Background: GS-5745 (Andecaliximab) is a monoclonal antibody that selectively inhibits matrix metalloproteinase 9 (MMP9), enabling investigation of the physiological functions of this protease.
Results: Pro-MMP9 was elevated in serum and tissue from patients with gastric cancer (serum MMP9 p<0.0001 vs healthy control). Active MMP9 was higher in gastric tumors (p=0.001) as compared to normal tissue. IHC revealed that pro-MMP9 was primarily expressed by infiltrating myeloid cells, and secondarily by tumor epithelial cells. MMP9 inhibition reduced tumor growth in the orthotopic HCT-116 mouse xenograft model (p = p<0.0001), and fibrillar collagen adjacent to the tumor nodule (second harmonic microscopy, p=0.0172).

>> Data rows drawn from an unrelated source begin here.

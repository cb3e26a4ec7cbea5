// Copyright 2025 Cowboy AI, LLC.

//! Naive (zone-free) dates, times, and datetimes: construction, parsing,
//! arithmetic, and calendar adjusters.

use chrono::{Datelike, Days, Months, NaiveDate, NaiveDateTime, NaiveTime, Weekday};

use crate::errors::{PrimerError, PrimerResult};

/// Build a date from a year and the ordinal day within it.
pub fn date_from_year_day(year: i32, day: u32) -> PrimerResult<NaiveDate> {
    NaiveDate::from_yo_opt(year, day)
        .ok_or_else(|| PrimerError::invalid_datetime(format!("day {day} of year {year}")))
}

/// Parse an ISO `yyyy-mm-dd` date.
pub fn parse_date(text: &str) -> PrimerResult<NaiveDate> {
    Ok(text.parse::<NaiveDate>()?)
}

/// Parse a date with an explicit format pattern.
pub fn parse_date_with(text: &str, format: &str) -> PrimerResult<NaiveDate> {
    Ok(NaiveDate::parse_from_str(text, format)?)
}

/// Shift a date forward by days and back by calendar months, in that order.
pub fn days_forward_months_back(
    date: NaiveDate,
    days: u64,
    months: u32,
) -> PrimerResult<NaiveDate> {
    date.checked_add_days(Days::new(days))
        .and_then(|d| d.checked_sub_months(Months::new(months)))
        .ok_or_else(|| PrimerError::invalid_datetime(format!("{date} +{days}d -{months}mo")))
}

/// The next occurrence of `weekday` strictly after `date`.
pub fn next_weekday(date: NaiveDate, weekday: Weekday) -> PrimerResult<NaiveDate> {
    let mut candidate = date;
    for _ in 0..7 {
        candidate = candidate
            .succ_opt()
            .ok_or_else(|| PrimerError::invalid_datetime("date out of range"))?;
        if candidate.weekday() == weekday {
            return Ok(candidate);
        }
    }
    Err(PrimerError::invalid_datetime("weekday never reached"))
}

/// The last day of the month `date` falls in.
pub fn last_day_of_month(date: NaiveDate) -> PrimerResult<NaiveDate> {
    let first = date
        .with_day(1)
        .ok_or_else(|| PrimerError::invalid_datetime("first of month"))?;
    first
        .checked_add_months(Months::new(1))
        .and_then(|next| next.pred_opt())
        .ok_or_else(|| PrimerError::invalid_datetime("last of month out of range"))
}

/// How many days the month of `date` has.
pub fn days_in_month(date: NaiveDate) -> PrimerResult<u32> {
    Ok(last_day_of_month(date)?.day())
}

/// Parse a time with an explicit format pattern.
pub fn parse_time_with(text: &str, format: &str) -> PrimerResult<NaiveTime> {
    Ok(NaiveTime::parse_from_str(text, format)?)
}

/// Whole minutes from one time of day to another (negative when `to` is
/// earlier).
pub fn minutes_until(from: NaiveTime, to: NaiveTime) -> i64 {
    (to - from).num_minutes()
}

/// Whole hours from one datetime to another.
pub fn hours_until(from: NaiveDateTime, to: NaiveDateTime) -> i64 {
    (to - from).num_hours()
}

/// Shift a datetime by signed calendar months, clamping to valid month ends.
pub fn shifted_by_months(dt: NaiveDateTime, months: i32) -> PrimerResult<NaiveDateTime> {
    let shifted = if months >= 0 {
        dt.checked_add_months(Months::new(months as u32))
    } else {
        dt.checked_sub_months(Months::new(months.unsigned_abs()))
    };
    shifted.ok_or_else(|| PrimerError::invalid_datetime(format!("{dt} {months:+}mo")))
}

/// Truncate a datetime to the start of its day.
pub fn truncate_to_day(dt: NaiveDateTime) -> PrimerResult<NaiveDateTime> {
    dt.date()
        .and_hms_opt(0, 0, 0)
        .ok_or_else(|| PrimerError::invalid_datetime("midnight"))
}

#[cfg(test)]
mod tests {
    use super::*;
    use chrono::{Duration, NaiveDate, Timelike};
    use test_case::test_case;

    fn ymd(y: i32, m: u32, d: u32) -> NaiveDate {
        NaiveDate::from_ymd_opt(y, m, d).unwrap()
    }

    #[test]
    fn date_construction_forms() {
        assert_eq!(date_from_year_day(2020, 32).unwrap(), ymd(2020, 2, 1));
        assert_eq!(parse_date("2020-01-01").unwrap(), ymd(2020, 1, 1));
        assert_eq!(
            parse_date_with("2020-01-01", "%Y-%m-%d").unwrap(),
            ymd(2020, 1, 1)
        );
        assert!(date_from_year_day(2019, 366).is_err());
    }

    #[test]
    fn date_arithmetic_and_queries() {
        assert_eq!(
            days_forward_months_back(ymd(2020, 3, 1), 1, 2).unwrap(),
            ymd(2020, 1, 2)
        );

        assert!(ymd(2020, 6, 1).leap_year());
        assert!(!ymd(2019, 6, 1).leap_year());

        // ordering
        assert!(ymd(2020, 6, 1) > ymd(2020, 1, 1));
        assert!(ymd(2020, 1, 1) < ymd(2020, 6, 1));
    }

    #[test_case(ymd(2020, 1, 1), "%Y-%m-%d", "2020-01-01"; "iso")]
    #[test_case(ymd(2020, 1, 1), "%m/%d/%Y", "01/01/2020"; "us slashes")]
    fn date_formatting(date: NaiveDate, format: &str, expected: &str) {
        assert_eq!(date.format(format).to_string(), expected);
    }

    #[test]
    fn adjusters_compose_to_a_leap_day() {
        // set month to February, jump to the next Friday, then to month end
        let adjusted = ymd(2020, 1, 1).with_month(2).unwrap();
        let friday = next_weekday(adjusted, Weekday::Fri).unwrap();
        assert_eq!(friday, ymd(2020, 2, 7));
        assert_eq!(last_day_of_month(friday).unwrap(), ymd(2020, 2, 29));
    }

    #[test]
    fn month_day_range() {
        assert_eq!(days_in_month(ymd(2020, 2, 1)).unwrap(), 29);
        assert_eq!(days_in_month(ymd(2019, 2, 1)).unwrap(), 28);
        assert_eq!(ymd(2020, 2, 1).with_day(1).unwrap().day(), 1);
    }

    #[test]
    fn time_construction_forms() {
        let hms = NaiveTime::from_hms_opt(1, 2, 3).unwrap();
        assert_eq!(hms.format("%H:%M:%S").to_string(), "01:02:03");

        let with_nanos = NaiveTime::from_hms_nano_opt(1, 2, 3, 800).unwrap();
        assert_eq!(with_nanos.format("%H:%M:%S%.9f").to_string(), "01:02:03.000000800");

        let second_of_day = NaiveTime::from_num_seconds_from_midnight_opt(300, 0).unwrap();
        assert_eq!(second_of_day, NaiveTime::from_hms_opt(0, 5, 0).unwrap());
    }

    #[test]
    fn time_arithmetic() {
        let eight = NaiveTime::from_hms_opt(8, 0, 0).unwrap();

        let shifted = eight + Duration::hours(1) - Duration::minutes(30);
        assert_eq!(shifted.format("%H:%M:%S").to_string(), "08:30:00");

        assert!(eight > NaiveTime::from_hms_opt(7, 59, 59).unwrap());

        // adjust fields, then ask how long until ten o'clock
        let adjusted = eight.with_minute(20).unwrap().with_hour(9).unwrap();
        assert_eq!(
            minutes_until(adjusted, NaiveTime::from_hms_opt(10, 0, 0).unwrap()),
            40
        );

        // duration between two times of day
        let nine = NaiveTime::from_hms_opt(9, 0, 0).unwrap();
        assert_eq!((nine - eight).num_hours(), 1);
    }

    #[test]
    fn time_parsing() {
        let parsed = parse_time_with("08:00:00", "%H:%M:%S").unwrap();
        assert_eq!(parsed, NaiveTime::from_hms_opt(8, 0, 0).unwrap());
    }

    #[test]
    fn datetime_arithmetic_oracle() {
        let start = ymd(2020, 1, 1).and_hms_opt(8, 0, 0).unwrap();

        let shifted = shifted_by_months(start, 13).unwrap() // +1y +1mo
            + Duration::days(1)
            + Duration::hours(1)
            - Duration::minutes(1)
            + Duration::seconds(1);
        assert_eq!(
            shifted.format("%Y-%m-%dT%H:%M:%S").to_string(),
            "2021-02-02T08:59:01"
        );
    }

    #[test]
    fn datetime_parsing_and_queries() {
        let dt = "2020-01-01T08:00:00".parse::<NaiveDateTime>().unwrap();
        assert_eq!(dt, ymd(2020, 1, 1).and_hms_opt(8, 0, 0).unwrap());

        let by_pattern =
            NaiveDateTime::parse_from_str("2020-01-01T08:00:00", "%Y-%m-%dT%H:%M:%S").unwrap();
        assert_eq!(by_pattern, dt);

        let nine = ymd(2020, 1, 1).and_hms_opt(9, 0, 0).unwrap();
        assert_eq!(hours_until(dt, nine), 1);

        assert_eq!(
            truncate_to_day(dt)
                .unwrap()
                .format("%Y-%m-%dT%H:%M:%S")
                .to_string(),
            "2020-01-01T00:00:00"
        );
    }
}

MMP9 inhibition also reduced tumor growth in the orthotopic HC11-NeuT syngeneic tumor model (p = 0.0005). Immunophenotyping showed that anti-MMP9 and anti-PDL1 co-treatment promoted a 2.8-fold increase in CD3+ cells in tumors (p=0.01), which was associated with a 3.2-fold increase in CD4+ T cells (p=0.006) and 2.8-fold increase in CD8+ T cells (p=0.013) concomitant with a decrease in tumor-associated CD25+ FoxP3+ regulatory T cells (p = 0.04). In vitro, MMP9 directly proteolyzed CXCR3 chemokines, including CXCL9/10/11. In a gastric cancer Phase I trial of GS-5745 in combination with chemotherapy, the majority of patients experienced either a partial or complete response.
Conclusion: MMP9 is a novel target in oncology, and Andecaliximab is currently in a Phase II/III trial for gastric cancer.